Esa primavera solíamos encontrarnos en la tumba de Estherina Foster, una niñita que se había muerto en 1932, su fotografía, coloreada de amarillos y rosas, estaba adherida a la piedra. Ahí temblábamos y fumábamos, el aire estaba todavía demasiado frío. Estudiábamos las otras lápidas, nos inclinábamos para apartarnos un pelo de la cara una a la otra. “Quédate quieta, tienes un pelo”.

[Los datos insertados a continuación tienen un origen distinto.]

impl<'a> IngestPipeline<'a> {
    /// Creates a pipeline writing under `config.data_path` and into
    /// `index`.
    #[must_use]
    pub fn new(config: &'a Config, index: &'a SpatialIndex) -> Self {
        Self {
            config,
            index,
            shapes: ShapeStore::new(config.shapes_path()),
        }
    }

    /// The shape store holding map region polygons.
    #[must_use]
    pub const fn shapes(&self) -> &ShapeStore {
        &self.shapes
    }

    /// Ingests one CAP file.
    ///
    /// The record is written to
    /// `<data>/alert_<uuid[7]>/alert_<uuid[6]>/<uuid>.json` and indexed. An
    /// existing record is only overwritten if `allow_replace` is set.
    ///
    /// # Errors
    ///
    /// Returns [`IngestError`] if the file cannot be parsed, lacks an
    /// identifier or polygon, already exists, or either write fails.
    pub fn ingest_alert(&self, path: &Path, allow_replace: bool) -> Result<Ingested, IngestError> {
        let cap = CapDocument::from_file(path).inspect_err(|e| {
            log::error!("Could not parse CAP file {}: {e}", path.display());
        })?;

        let Some(identifier) = cap.identifier.clone() else {
            log::error!("CAP file has no identifier: {}", path.display());
            return Err(IngestError::MissingIdentifier(path.to_path_buf()));
        };

        let Some(feature) = cap.as_geojson() else {
            log::error!("CAP file has no polygon: {}", path.display());
            return Err(IngestError::MissingPolygon(path.to_path_buf()));
        };

        let shape = codec::decode(&feature).inspect_err(|e| {
            log::error!("Could not parse polygon in {}: {e}", path.display());
        })?;

        let uuid = alert_uuid(&identifier).to_string();
        let dir = paths::prepare_record_dir(&self.config.data_path, Domain::Alert, &uuid)
            .inspect_err(|e| log::error!("Could not create storage path: {e}"))?;
        let file_path = dir.join(format!("{uuid}.json"));

        if file_path.is_file() && !allow_replace {
            log::warn!(
                "CAP file with identifier '{identifier}' already exists and is not being overwritten"
            );
            return Err(IngestError::AlreadyExists {
                name: identifier,
                path: file_path,
            });
        }

        let record = AlertFile {
            identifier,
            source: path.display().to_string(),
            sent: cap.sent.clone(),
            area_desc: cap.area_desc.clone(),
            polygon: feature["geometry"].clone(),
            altitude: cap.altitude,
            ceiling: cap.ceiling,
            area: shape.area(),
            bounds: shape.bounds()?,
        };

        write_json(&file_path, &serde_json::to_value(&record)?)?;
        let outcome = self.index_record(
            &file_path,
            Domain::Alert,
            Some(&record.to_index_record(&uuid)),
            allow_replace,
        )?;

        Ok(Ingested {
            uuid,
            path: file_path,
            outcome,
        })
    }

    /// Ingests every `*.xml` file in `dir` (descending into
    /// sub-directories if `recursive`). Per-file failures are logged and
    /// counted; they never abort the batch.
    ///
    /// # Errors
    ///
    /// Returns [`IngestError::Io`] if a directory cannot be listed.
    pub fn ingest_alert_dir(
        &self,
        dir: &Path,
        recursive: bool,
        allow_replace: bool,
        progress: Option<Arc<dyn ProgressCallback>>,
    ) -> Result<BatchSummary, IngestError> {
        let progress = progress.unwrap_or_else(null_progress);

        let mut files = Vec::new();
        collect_xml_files(dir, recursive, &mut files)?;
        files.sort();
        log::info!("Found {} CAP files in {}", files.len(), dir.display());
        progress.set_total(files.len() as u64);

        let mut summary = BatchSummary::default();
        for file in &files {
            progress.set_message(file.display().to_string());
            match self.ingest_alert(file, allow_replace) {
                Ok(_) => summary.ingested += 1,
                Err(IngestError::AlreadyExists { .. }) => summary.skipped += 1,
                Err(e) => {
                    log::error!("Failed to ingest {}: {e}", file.display());
                    summary.failed += 1;
                }
            }
            progress.inc(1);
        }

        progress.finish(format!("CAP files: {summary}"));
        Ok(summary)
    }

    /// Ingests one boundary region.
    ///
    /// The geometry is stored in the shape store under a fresh UUID, the
    /// canonical map file is written to
    /// `<data>/map_<uuid[7]>/map_<uuid[6]>/<uuid>.json`, and the region is
    /// indexed. A region with the same source and label is an existing
    /// record: it is refused unless `allow_replace` is set, in which case
    /// the old record, file and polygon are removed once the new one is in
    /// place.
    ///
    /// # Errors
    ///
    /// Returns [`IngestError`] if the geometry is invalid, the region
    /// exists and may not be replaced, or any write fails.
    pub fn ingest_map(
        &self,
        feature: &Value,
        attributes: MapAttributes,
        allow_replace: bool,
    ) -> Result<Ingested, IngestError> {
        let shape = codec::decode(feature)?;
        let bounds = shape.bounds()?;

        let existing = self.index.find_map(&attributes.source, &attributes.label)?;
        if let Some(old_uuid) = &existing
            && !allow_replace
        {
            log::warn!(
                "Map region '{}' from '{}' already exists and is not being overwritten",
                attributes.label,
                attributes.source
            );
            return Err(IngestError::AlreadyExists {
                name: attributes.label,
                path: paths::record_path(&self.config.data_path, Domain::Map, old_uuid),
            });
        }

        let stored = self.shapes.from_geometry(feature)?.ok_or_else(|| {
            GeometryError::InvalidGeometry("boundary is not a polygon".to_string())
        })?;
        let uuid = stored.uuid().to_string();

        let record = MapFile {
            label: attributes.label,
            source: attributes.source,
            coord_system: COORD_SYSTEM.to_string(),
            administrative_name: attributes.administrative_name,
            administrative_id: attributes.administrative_id,
            valid_from: attributes.valid_from,
            valid_to: attributes.valid_to,
            area: shape.area(),
            bounds,
        };

        let dir = paths::prepare_record_dir(&self.config.data_path, Domain::Map, &uuid)?;
        let file_path = dir.join(format!("{uuid}.json"));
        write_json(&file_path, &serde_json::to_value(&record)?)?;

        let outcome = self.index_record(
            &file_path,
            Domain::Map,
            Some(&record.to_index_record(&uuid)),
            allow_replace,
        )?;

        let replaced = existing.is_some();
        if let Some(old_uuid) = existing {
            self.remove_map(&old_uuid)?;
            log::info!(
                "Replaced map region '{}' ({old_uuid} -> {uuid})",
                record.label
            );
        }

        Ok(Ingested {
            uuid,
            path: file_path,
            outcome: if replaced { EditOutcome::Replaced } else { outcome },
        })
    }

    fn remove_map(&self, uuid: &str) -> Result<(), IngestError> {
        self.index.delete_record(Domain::Map, uuid)?;

        let file = paths::record_path(&self.config.data_path, Domain::Map, uuid);
        if file.is_file() {
            std::fs::remove_file(&file)?;
        }

        match self.shapes.open(uuid) {
            Ok(shape) => self.shapes.remove(&shape)?,
            Err(e) => log::warn!("No stored polygon to remove for {uuid}: {e}"),
        }
        Ok(())
    }

    /// Ingests every feature of a `GeoJSON` `FeatureCollection` file as a
    /// boundary region, reading labels and administrative metadata from the
    /// configured properties.
    ///
    /// # Errors
    ///
    /// Returns [`IngestError`] if the file cannot be read or is not a
    /// `FeatureCollection`. Per-feature failures are only counted.
    pub fn ingest_map_collection(
        &self,
        path: &Path,
        options: &MapCollectionOptions,
        progress: Option<Arc<dyn ProgressCallback>>,
    ) -> Result<BatchSummary, IngestError> {
        let progress = progress.unwrap_or_else(null_progress);

        let contents = std::fs::read_to_string(path)?;
        let collection: Value = serde_json::from_str(&contents)?;
        if collection.get("type").and_then(Value::as_str) != Some("FeatureCollection") {
            return Err(IngestError::InvalidInput(format!(
                "{} is not a GeoJSON FeatureCollection",
                path.display()
            )));
        }
        let features = collection
            .get("features")
            .and_then(Value::as_array)
            .ok_or_else(|| IngestError::InvalidInput("missing 'features' array".to_string()))?;

        progress.set_total(features.len() as u64);

        let mut summary = BatchSummary::default();
        for (i, feature) in features.iter().enumerate() {
            let result = map_attributes(feature, options)
                .and_then(|attributes| self.ingest_map(feature, attributes, options.allow_replace));
            match result {
                Ok(ingested) => {
                    progress.set_message(ingested.uuid);
                    summary.ingested += 1;
                }
                Err(IngestError::AlreadyExists { .. }) => summary.skipped += 1,
                Err(e) => {
                    log::error!("Failed to ingest feature {i} of {}: {e}", path.display());
                    summary.failed += 1;
                }
            }
            progress.inc(1);
        }

        progress.finish(format!("{}: {summary}", options.source));
        Ok(summary)
    }

    /// Adds the canonical record file at `path` to the index.
    ///
    /// The file name must be `<uuid>.json`. If `precomputed` is given it is
    /// used instead of reading the file; its UUID is taken from the file
    /// name either way.
    ///
    /// # Errors
    ///
    /// Returns [`IngestError::NoSuchFile`], [`IngestError::UnknownFile`],
    /// a read/decode error, or the index error.
    pub fn index_record(
        &self,
        path: &Path,
        domain: Domain,
        precomputed: Option<&IndexRecord>,
        allow_replace: bool,
    ) -> Result<EditOutcome, IngestError> {
        if !path.is_file() {
            log::error!("No such file: {}", path.display());
            return Err(IngestError::NoSuchFile(path.to_path_buf()));
        }

        let Some(uuid) = path
            .file_name()
            .and_then(|name| name.to_str())
            .and_then(record_uuid)
        else {
            log::error!("Skipping unknown file: {}", path.display());
            return Err(IngestError::UnknownFile(path.to_path_buf()));
        };

        let record = match precomputed {
            Some(record) => {
                let mut record = record.clone();
                record.header.uuid = uuid.to_string();
                record
            }
            None => read_record(path, domain, uuid)?,
        };

        let cmd = if allow_replace {
            IndexCommand::Replace
        } else {
            IndexCommand::Insert
        };

        match self.index.edit_record(cmd, &record) {
            Ok(outcome) => {
                log::info!("Indexed file: {}", path.display());
                Ok(outcome)
            }
            Err(e) => {
                log::error!("Failed to index file: {}", path.display());
                Err(e.into())
            }
        }
    }

    /// Purges the `domain` table and re-indexes every canonical file under
    /// `<data>/<domain>_*/<domain>_*/`. Files that are not named
    /// `<uuid>.json` are skipped.
    ///
    /// # Errors
    ///
    /// Returns [`IngestError`] if the table cannot be purged or the data
    /// tree cannot be listed. Per-file failures are only counted.
    pub fn rebuild_index(
        &self,
        domain: Domain,
        progress: Option<Arc<dyn ProgressCallback>>,
    ) -> Result<BatchSummary, IngestError> {
        let progress = progress.unwrap_or_else(null_progress);

        self.index.purge_table(domain).inspect_err(|e| {
            log::error!("Could not clear old {domain} index: {e}");
        })?;

        let files = paths::record_files(&self.config.data_path, domain)?;
        progress.set_total(files.len() as u64);

        let mut summary = BatchSummary::default();
        for file in &files {
            let is_record = file
                .file_name()
                .and_then(|name| name.to_str())
                .and_then(record_uuid)
                .is_some();

            if !is_record {
                log::info!("Skipping: {}", file.display());
                summary.skipped += 1;
            } else if self.index_record(file, domain, None, true).is_ok() {
                summary.ingested += 1;
            } else {
                summary.failed += 1;
            }
            progress.inc(1);
        }

        log::info!("Rebuilt {domain} index: {summary}");
        progress.finish(format!("{domain} index: {summary}"));
        Ok(summary)
    }
}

¿Estábamos simplemente esperando para dejar Horsehearts, nuestros amigos, nuestros enemigos, nuestra sofocante vida familiar? Con frecuencia pienso que en el centro de mí misma hay una voz que finalmente logró dividirse, una casa en mi corazón tan invadida por otra gente y sus maneras de hablar, por amigos a los que creí que era leal, por personas cuyas vidas solo puedo adivinar ahora, que me da la impresión de que soy solo una recopilación de ellos, que todos existieron por sí mismos, pero me formaron sin querer, y desaparecieron. ¿O acaso la expectativa era que yo me creara de la nada, que saliera de la nada y sola?